Until Nov. 15, the economy was looking up, and a recent Moody's Report boosted Turkey's economic prospects. Since then, the Turkish stock market has operated sporadically, and the lack of US support has hardly encouraged investors.Since the efforts of Kemal Atatrk to bring Turkey into the West's orbit, Turkey has been that rarest of creatures -- a historically Islamic nation that remains astonishingly secular and in some ways anti-Islamic. That will not change soon. Even Prime Minister Erdogan, whom some mistrusted because of Islamist rhetoric in his past, has taken pains to identify Turkey with the West. Still, it is strongly in America's interests to show some backbone now. We need to exert more pressure on our European allies to support Turkey's candidacy for the EU. And we need to bring Turkey into the postwar planning in Iraq.
That does not mean more Turkish soldiers. Instead, the United States should hold a major economic conference in Turkey to plan the rebuilding of the Iraqi economy. While giant American corporations are lumbering through the Middle East, smaller Turkish and regional entrepreneurs can invest more quickly and creatively in Iraq, to the benefit of people on both sides of the Turkish-Iraqi border. An increase in commerce would especially benefit Turkey's southeast, which suffered after the 1991 Gulf War deprived it of its usual trade with Iraq. To alleviate poverty in one of Turkey's poorest regions is a promising way to fight terrorism and help the Erdogan government continue its path of political and social reform.
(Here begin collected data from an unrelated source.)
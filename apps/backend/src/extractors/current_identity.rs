use actix_web::dev::Payload;
use actix_web::{FromRequest, HttpMessage, HttpRequest};
use futures_util::future::{ready, Ready};

use crate::auth::jwt::Identity;
use crate::error::AppError;

/// Identity of the caller, as verified by the `AuthGate` middleware.
///
/// Only available on routes wrapped by the gate; anywhere else extraction
/// fails with 401, so a handler that forgets the gate still fails closed.
#[derive(Debug, Clone, PartialEq, Eq)]
pub struct CurrentIdentity(pub Identity);

impl FromRequest for CurrentIdentity {
    type Error = AppError;
    type Future = Ready<Result<Self, Self::Error>>;

    fn from_request(req: &HttpRequest, _payload: &mut Payload) -> Self::Future {
        ready(
            req.extensions()
                .get::<Identity>()
                .cloned()
                .map(CurrentIdentity)
                .ok_or_else(AppError::unauthorized),
        )
    }
}
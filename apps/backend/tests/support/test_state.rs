use quotes_backend::infra::state::build_state;
use quotes_backend::state::app_state::AppState;
use quotes_backend::state::security_config::SecurityConfig;
use quotes_backend::AppError;

pub const TEST_SECRET: &str = "test_secret_key_for_testing_purposes_only";

pub fn test_security() -> SecurityConfig {
    SecurityConfig::new(TEST_SECRET.as_bytes())
}

/// Fresh, migrated in-memory store per call, so tests never share data.
pub async fn build_test_state() -> Result<AppState, AppError> {
    build_state()
        .with_db("sqlite::memory:")
        .with_security(test_security())
        .build()
        .await
}

/// State with no store at all. Any handler that reaches for the store
/// answers 500, which makes "rejected before touching the store" observable.
pub async fn build_storeless_state() -> Result<AppState, AppError> {
    build_state().with_security(test_security()).build().await
}
use std::time::Duration;

use jsonwebtoken::Algorithm;

/// Seven days, the lifetime of every access token we issue.
pub const ACCESS_TOKEN_TTL: Duration = Duration::from_secs(7 * 24 * 60 * 60);

/// Configuration for JWT security settings
#[derive(Debug, Clone)]
pub struct SecurityConfig {
    /// JWT secret key for signing and verifying tokens
    pub jwt_secret: Vec<u8>,
    /// JWT algorithm to use (pinned to HS256)
    pub algorithm: Algorithm,
    /// Lifetime of issued tokens
    pub token_ttl: Duration,
}

impl SecurityConfig {
    /// Create a new SecurityConfig with the given JWT secret
    pub fn new(jwt_secret: impl Into<Vec<u8>>) -> Self {
        Self {
            jwt_secret: jwt_secret.into(),
            algorithm: Algorithm::HS256,
            token_ttl: ACCESS_TOKEN_TTL,
        }
    }
}

impl Default for SecurityConfig {
    fn default() -> Self {
        Self::new(b"default_secret_for_tests_only".to_vec())
    }
}
//! Task-local trace context for web requests.
//!
//! `RequestTrace` scopes every request future with its trace id so code that
//! has no access to the request (notably `AppError::error_response`) can
//! still stamp responses and logs with it.

use tokio::task_local;

/// Value reported outside of any request scope.
pub const UNKNOWN_TRACE_ID: &str = "unknown";

task_local! {
    static TRACE_ID: String;
}

/// Get the trace_id for the current task, or [`UNKNOWN_TRACE_ID`].
pub fn trace_id() -> String {
    TRACE_ID
        .try_with(Clone::clone)
        .unwrap_or_else(|_| UNKNOWN_TRACE_ID.to_string())
}

/// Run a future within a trace context.
pub async fn with_trace_id<F, R>(trace_id: String, future: F) -> R
where
    F: std::future::Future<Output = R>,
{
    TRACE_ID.scope(trace_id, future).await
}

#[cfg(test)]
mod tests {
    use super::*;

    #[tokio::test]
    async fn test_trace_id_outside_context() {
        assert_eq!(trace_id(), UNKNOWN_TRACE_ID);
    }

    #[tokio::test]
    async fn test_trace_id_within_context() {
        let id = "trace-quotes-123".to_string();

        let seen = with_trace_id(id.clone(), async { trace_id() }).await;

        assert_eq!(seen, id);
        assert_eq!(trace_id(), UNKNOWN_TRACE_ID);
    }

    #[tokio::test]
    async fn test_nested_contexts_restore_outer() {
        let outer = "outer".to_string();

        with_trace_id(outer.clone(), async {
            let inner = with_trace_id("inner".to_string(), async { trace_id() }).await;
            assert_eq!(inner, "inner");
            assert_eq!(trace_id(), outer);
        })
        .await;
    }
}
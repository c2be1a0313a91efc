use std::env;
use std::fmt;

use crate::error::AppError;
use crate::state::security_config::SecurityConfig;

/// Port used when `NODE_ENV=production`.
pub const PRODUCTION_PORT: u16 = 7500;
/// Port used otherwise.
pub const DEVELOPMENT_PORT: u16 = 3000;

const DEFAULT_HOST: &str = "0.0.0.0";

/// Runtime environment selected by `NODE_ENV`
#[derive(Debug, Clone, Copy, PartialEq, Eq)]
pub enum RuntimeEnv {
    Production,
    Development,
}

impl RuntimeEnv {
    /// Only the exact value `production` selects production.
    pub fn from_node_env(value: Option<&str>) -> Self {
        match value {
            Some("production") => RuntimeEnv::Production,
            _ => RuntimeEnv::Development,
        }
    }
}

/// Process-wide configuration, read once at startup.
#[derive(Clone)]
pub struct AppConfig {
    /// sea-orm connection string (`postgres://…`, `sqlite://…`)
    pub db_url: String,
    /// HS256 signing secret
    pub jwt_secret: String,
    pub env: RuntimeEnv,
    pub host: String,
}

impl fmt::Debug for AppConfig {
    fn fmt(&self, f: &mut fmt::Formatter<'_>) -> fmt::Result {
        f.debug_struct("AppConfig")
            .field("db_url", &"<redacted>")
            .field("jwt_secret", &"<redacted>")
            .field("env", &self.env)
            .field("host", &self.host)
            .finish()
    }
}

impl AppConfig {
    /// Read configuration from the process environment.
    ///
    /// Required: `DB_URL`, `SECRET`. Optional: `NODE_ENV`, `BACKEND_HOST`.
    pub fn from_env() -> Result<Self, AppError> {
        Self::from_lookup(|name| env::var(name).ok())
    }

    /// Read configuration through an arbitrary variable lookup.
    pub fn from_lookup<F>(lookup: F) -> Result<Self, AppError>
    where
        F: Fn(&str) -> Option<String>,
    {
        let db_url = must_var(&lookup, "DB_URL")?;
        let jwt_secret = must_var(&lookup, "SECRET")?;
        let env = RuntimeEnv::from_node_env(lookup("NODE_ENV").as_deref());
        let host = lookup("BACKEND_HOST")
            .filter(|h| !h.trim().is_empty())
            .unwrap_or_else(|| DEFAULT_HOST.to_string());

        Ok(Self {
            db_url,
            jwt_secret,
            env,
            host,
        })
    }

    pub fn port(&self) -> u16 {
        match self.env {
            RuntimeEnv::Production => PRODUCTION_PORT,
            RuntimeEnv::Development => DEVELOPMENT_PORT,
        }
    }

    pub fn security(&self) -> SecurityConfig {
        SecurityConfig::new(self.jwt_secret.as_bytes())
    }
}

/// Get a required, non-blank variable or return a config error
fn must_var<F>(lookup: &F, name: &str) -> Result<String, AppError>
where
    F: Fn(&str) -> Option<String>,
{
    match lookup(name) {
        Some(value) if !value.trim().is_empty() => Ok(value),
        _ => Err(AppError::config(format!(
            "Required environment variable '{name}' is not set"
        ))),
    }
}
// SPDX-License-Identifier: BUSL-1.1
// Copyright (c) 2026 Alfred Jean LLC

//! Sorted-`Vec` subscription storage: O(log n) lookup via binary search,
//! O(n) insert/erase. Preferred for agents with very few subscriptions —
//! cache-friendly, no allocation per entry beyond the backing buffer.

use super::{RemovalOutcome, SubscriptionKey, SubscriptionStorage, StoredHandler};
use crate::mbox::MboxId;
use crate::message::MessageType;
use crate::state::StateId;

pub struct VectorStorage {
    entries: Vec<(SubscriptionKey, StoredHandler)>,
}

impl VectorStorage {
    pub fn new() -> Self {
        Self { entries: Vec::new() }
    }

    fn search(&self, key: &SubscriptionKey) -> Result<usize, usize> {
        self.entries.binary_search_by_key(key, |(k, _)| *k)
    }

    /// Drain every stored entry, for migration into another backend.
    pub(super) fn drain_all(&mut self) -> Vec<(SubscriptionKey, StoredHandler)> {
        self.entries.drain(..).collect()
    }
}

impl Default for VectorStorage {
    fn default() -> Self {
        Self::new()
    }
}

impl SubscriptionStorage for VectorStorage {
    fn create(&mut self, key: SubscriptionKey, handler: StoredHandler) -> Result<(), ()> {
        match self.search(&key) {
            Ok(_) => Err(()),
            Err(pos) => {
                self.entries.insert(pos, (key, handler));
                Ok(())
            }
        }
    }

    fn drop_for_state(&mut self, mbox_id: MboxId, msg_type: MessageType, state: StateId) -> RemovalOutcome {
        let key = SubscriptionKey::new(mbox_id, msg_type, state);
        match self.search(&key) {
            Err(_) => RemovalOutcome::NotFound,
            Ok(pos) => {
                self.entries.remove(pos);
                if self.has_any_for_mbox_msg_type(mbox_id, msg_type) {
                    RemovalOutcome::RemovedOthersRemain
                } else {
                    RemovalOutcome::RemovedLastForMboxMsgType
                }
            }
        }
    }

    fn drop_for_mbox_msg_type(&mut self, mbox_id: MboxId, msg_type: MessageType) -> usize {
        let rank = msg_type.rank();
        let before = self.entries.len();
        self.entries.retain(|(k, _)| !(k.mbox_id == mbox_id && k.msg_type_rank == rank));
        before - self.entries.len()
    }

    fn drop_all(&mut self) {
        self.entries.clear();
    }

    fn find(&self, mbox_id: MboxId, msg_type: MessageType, state: StateId) -> Option<&StoredHandler> {
        let key = SubscriptionKey::new(mbox_id, msg_type, state);
        self.search(&key).ok().map(|pos| &self.entries[pos].1)
    }

    fn find_mut(&mut self, mbox_id: MboxId, msg_type: MessageType, state: StateId) -> Option<&mut StoredHandler> {
        let key = SubscriptionKey::new(mbox_id, msg_type, state);
        match self.search(&key) {
            Ok(pos) => Some(&mut self.entries[pos].1),
            Err(_) => None,
        }
    }

    fn len(&self) -> usize {
        self.entries.len()
    }

    fn has_any_for_mbox_msg_type(&self, mbox_id: MboxId, msg_type: MessageType) -> bool {
        let rank = msg_type.rank();
        self.entries.iter().any(|(k, _)| k.mbox_id == mbox_id && k.msg_type_rank == rank)
    }
}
It is hard to overestimate Turkey's importance to the United States. Turkish success will make our efforts that much easier in all directions from Istanbul. In the Balkans, where we have seen meaningful -- but fragile -- progress in Bosnia and Kosovo. In Georgia, struggling to stay intact after a precarious revolution and new pressures from Russia. In the Middle East, where Turkey has long played a constructive role advancing peace efforts between Israel and the Palestinians. In Iraq itself, which shares the Tigris and Euphrates with Turkey, and where hopes (and fears) for the region are currently focused. And in Islamic nations everywhere, seeking to find the right balance between democratic aspirations and the desire to preserve their religious inheritance.
There has never been a more important time to stand by an old friend.
Faruk Birtek is professor of sociology at Bogazici University in Istanbul, and a visiting fellow at the C.V. Starr Center of Washington College. Ted Widmer is director of the Starr Center, and was director of speechwriting at the National Security Council from 1997 to 2000.